TASK DESCRIPTION: When the line with "use std::sync::Arc;" is reached, include it and stop; before that, copy each line of the listing exactly from the first.
--- --- ---
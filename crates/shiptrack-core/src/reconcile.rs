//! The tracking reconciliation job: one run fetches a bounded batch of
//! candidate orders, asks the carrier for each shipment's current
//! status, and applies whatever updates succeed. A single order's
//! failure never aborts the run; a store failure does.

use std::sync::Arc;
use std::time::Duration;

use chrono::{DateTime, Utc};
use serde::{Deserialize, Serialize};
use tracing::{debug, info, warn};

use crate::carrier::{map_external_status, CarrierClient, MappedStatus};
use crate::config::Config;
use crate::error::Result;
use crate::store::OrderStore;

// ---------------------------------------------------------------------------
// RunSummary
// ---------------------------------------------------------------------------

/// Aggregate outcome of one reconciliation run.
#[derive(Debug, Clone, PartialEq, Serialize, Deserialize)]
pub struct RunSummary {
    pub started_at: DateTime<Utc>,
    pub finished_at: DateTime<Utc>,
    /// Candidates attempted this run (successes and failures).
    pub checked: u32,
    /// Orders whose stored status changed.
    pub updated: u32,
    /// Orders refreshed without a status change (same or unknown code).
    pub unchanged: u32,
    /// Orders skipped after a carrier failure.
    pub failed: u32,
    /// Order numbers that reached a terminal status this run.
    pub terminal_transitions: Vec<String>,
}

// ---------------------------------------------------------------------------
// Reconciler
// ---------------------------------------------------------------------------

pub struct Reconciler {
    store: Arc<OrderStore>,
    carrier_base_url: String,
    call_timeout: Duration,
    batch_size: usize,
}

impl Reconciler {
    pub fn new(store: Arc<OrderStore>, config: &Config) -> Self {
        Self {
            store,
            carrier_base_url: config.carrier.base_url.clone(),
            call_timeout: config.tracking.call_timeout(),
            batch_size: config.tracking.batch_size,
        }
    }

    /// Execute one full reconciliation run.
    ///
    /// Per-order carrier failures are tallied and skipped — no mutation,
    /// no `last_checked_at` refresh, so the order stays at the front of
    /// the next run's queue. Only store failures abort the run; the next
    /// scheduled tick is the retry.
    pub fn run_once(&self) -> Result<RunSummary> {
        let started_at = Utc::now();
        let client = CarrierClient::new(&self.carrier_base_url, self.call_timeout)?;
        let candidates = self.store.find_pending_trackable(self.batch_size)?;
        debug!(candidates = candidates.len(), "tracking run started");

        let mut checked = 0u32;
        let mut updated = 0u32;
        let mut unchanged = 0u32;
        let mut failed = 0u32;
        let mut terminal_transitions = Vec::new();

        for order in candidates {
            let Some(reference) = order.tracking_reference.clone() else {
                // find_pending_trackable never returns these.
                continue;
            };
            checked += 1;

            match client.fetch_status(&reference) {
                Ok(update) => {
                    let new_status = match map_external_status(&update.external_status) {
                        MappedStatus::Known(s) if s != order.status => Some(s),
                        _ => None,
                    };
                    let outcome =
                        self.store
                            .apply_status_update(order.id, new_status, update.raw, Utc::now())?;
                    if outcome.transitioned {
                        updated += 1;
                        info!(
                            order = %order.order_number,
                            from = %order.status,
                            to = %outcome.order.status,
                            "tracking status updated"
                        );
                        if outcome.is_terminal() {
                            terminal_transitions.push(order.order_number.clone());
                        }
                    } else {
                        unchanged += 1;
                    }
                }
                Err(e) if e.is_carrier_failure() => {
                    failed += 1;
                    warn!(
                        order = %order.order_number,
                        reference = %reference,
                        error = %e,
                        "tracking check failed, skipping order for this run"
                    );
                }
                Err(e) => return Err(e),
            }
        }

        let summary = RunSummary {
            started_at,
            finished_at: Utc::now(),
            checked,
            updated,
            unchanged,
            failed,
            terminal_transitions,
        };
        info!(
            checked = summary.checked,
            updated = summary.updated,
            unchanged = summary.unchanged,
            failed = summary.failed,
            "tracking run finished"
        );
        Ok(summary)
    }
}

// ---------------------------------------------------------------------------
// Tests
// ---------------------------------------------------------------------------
--- --- ---
EXERCISE SOLUTION:
filename crates/shiptrack-core/src/reconcile.rs
//! The tracking reconciliation job: one run fetches a bounded batch of
//! candidate orders, asks the carrier for each shipment's current
//! status, and applies whatever updates succeed. A single order's
//! failure never aborts the run; a store failure does.

use std::sync::Arc;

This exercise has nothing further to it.